Become involved in local environmental issues.


A question of time and space

Most people have read that much of the natural environment is under threat as a result of human activity. The Intergovernmental Science-Policy Platform on Biodiversity and Ecosystem Services (IPBES) is responsible for summarising our knowledge about how nature is doing, and their reports concerning recent years have made for frightening reading. Around a million species are threatened by extinction on a global basis, and humans are already impacting on three quarters of the world's land surface.

What I keep repeating in lectures, in my book and in meetings with Vestre is that this is a question of time and space. Nature needs time for its processes to work and for evolution to take place, as well as space to do it in. That is why land use by mankind, our utilisation of natural areas, poses the greatest threat to biodiversity. That is the conclusion of the reports from the IPBES and in the international and Norwegian red lists of threatened species. Land use involves the construction of urban areas, industry and infrastructure, as well as agriculture and forestry. Climate change is interacting with the harmful use of natural areas, and the two problems are exacerbating each other.

This means that the key solutions for looking after the natural environment are about giving it room. We humans must stop taking over new natural areas, and start using less land, reuse land and restore nature instead.

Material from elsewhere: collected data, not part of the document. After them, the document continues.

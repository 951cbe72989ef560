//! Client session
//!
//! Holds at most one live connection to the server and replaces it transparently once
//! it dies. Every new connection authenticates on a unidirectional stream while callers
//! already open data streams on it.

use std::sync::{Arc, Mutex};

use log::{debug, error, info};
use tokio::io::AsyncWriteExt;
use tokio_util::sync::CancellationToken;
use uuid::Uuid;

use crate::address::Address;
use crate::auth::derive_token;
use crate::congestion::CongestionControl;
use crate::error::{Error, Result};
use crate::packet::PacketStream;
use crate::protocol::{Authenticate, Network};
use crate::stream::ClientStream;
use crate::transport::{Connection, Dialer};

/// Client configuration
#[derive(Debug, Clone)]
pub struct ClientOptions {
    pub uuid: Uuid,
    pub password: String,
    pub congestion_control: CongestionControl,
}

/// One dialed connection plus its teardown state.
pub struct ClientConnection<C> {
    conn: C,
    done: CancellationToken,
    error: Mutex<Option<Arc<Error>>>,
}

impl<C: Connection> ClientConnection<C> {
    pub(crate) fn new(conn: C) -> Self {
        Self {
            conn,
            done: CancellationToken::new(),
            error: Mutex::new(None),
        }
    }

    /// Live while neither the transport nor this session has closed it.
    pub fn active(&self) -> bool {
        !self.conn.is_closed() && !self.done.is_cancelled()
    }

    /// Closes the connection once, recording `err` as the reason.
    pub fn close_with_error(&self, err: Error) {
        let mut recorded = self.error.lock().unwrap_or_else(|e| e.into_inner());
        if recorded.is_some() {
            return;
        }
        if err.is_closed_or_canceled() {
            debug!("Connection to {} closed: {}", self.conn.remote_address(), err);
        } else {
            error!("Connection to {} failed: {}", self.conn.remote_address(), err);
        }
        *recorded = Some(Arc::new(err));
        self.done.cancel();
        self.conn.close(0, b"");
    }

    /// Reason recorded by the first close, if any.
    pub fn error(&self) -> Option<Arc<Error>> {
        self.error.lock().unwrap_or_else(|e| e.into_inner()).clone()
    }

    pub fn connection(&self) -> &C {
        &self.conn
    }
}

/// Juicity client
pub struct Client<D: Dialer> {
    dialer: D,
    options: ClientOptions,
    conn: tokio::sync::Mutex<Option<Arc<ClientConnection<D::Connection>>>>,
}

impl<D: Dialer> Client<D> {
    pub fn new(dialer: D, options: ClientOptions) -> Self {
        Self {
            dialer,
            options,
            conn: tokio::sync::Mutex::new(None),
        }
    }

    pub fn dialer(&self) -> &D {
        &self.dialer
    }

    /// Returns the current connection if it is still live, otherwise dials a new one.
    async fn offer(&self) -> Result<Arc<ClientConnection<D::Connection>>> {
        let mut slot = self.conn.lock().await;
        if let Some(conn) = slot.as_ref() {
            if conn.active() {
                return Ok(Arc::clone(conn));
            }
        }
        let conn = self.offer_new().await?;
        *slot = Some(Arc::clone(&conn));
        Ok(conn)
    }

    async fn offer_new(&self) -> Result<Arc<ClientConnection<D::Connection>>> {
        let quic = self.dialer.dial(self.options.congestion_control).await?;
        let token = match derive_token(&quic, &self.options.uuid, &self.options.password) {
            Ok(token) => token,
            Err(e) => {
                quic.close(0, b"");
                return Err(e);
            }
        };
        info!(
            "Connected to {} (congestion {})",
            quic.remote_address(),
            self.options.congestion_control
        );

        let conn = Arc::new(ClientConnection::new(quic));
        let record = Authenticate::new(self.options.uuid, token).encode();
        let handshake = Arc::clone(&conn);
        tokio::spawn(async move {
            let result = async {
                let mut stream = handshake.conn.open_uni().await?;
                stream.write_all(&record).await?;
                stream.shutdown().await?;
                Ok::<_, Error>(())
            }
            .await;
            if let Err(e) = result {
                handshake.close_with_error(e);
            }
        });
        Ok(conn)
    }

    async fn open(&self, destination: Address, network: Network) -> Result<ClientStream<D::Connection>> {
        let conn = self.offer().await?;
        let (send, recv) = conn.conn.open_bi().await?;
        debug!("Opened {} stream to {}", network, destination);
        Ok(ClientStream::new(send, recv, conn, destination, network))
    }

    /// Opens a TCP tunnel to `destination`. Nothing is sent before the first write.
    pub async fn dial_tcp(&self, destination: Address) -> Result<ClientStream<D::Connection>> {
        self.open(destination, Network::Tcp).await
    }

    /// Opens a UDP session whose stream header names `destination`.
    pub async fn listen_packet(&self, destination: Address) -> Result<PacketStream<ClientStream<D::Connection>>> {
        Ok(PacketStream::new(self.open(destination, Network::Udp).await?))
    }

    /// Tears down the current connection, if any. The next request dials again.
    pub async fn close_with_error(&self, err: Error) {
        if let Some(conn) = self.conn.lock().await.as_ref() {
            conn.close_with_error(err);
        }
    }
}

In addition to land and climate change, overexploitation, pollution and the introduction of alien species have a harmful impact on biodiversity. Overexploitation is about the species that humans eat or use for materials, such as fish and timber. Alien species, introduced species or “blacklist species” are animals, plants and fungi which have ended up in new places because humans travel round, moving materials and goods at the same time. When a species ends up in a place with favourable conditions, it can spread rapidly, which can have major consequences for species which already live there. An example of this is that many of the world’s seabird species are under threat from introduced cats and rats, which eat their eggs.

I am aware that these are depressing issues and that many people are very concerned. For my part, I have found that the best approach is to do something about the problem. Because when many people are doing something together to save nature, we can get the arrows pointing in the right direction. In addition, going for a walk in nature is perhaps the best comfort of all.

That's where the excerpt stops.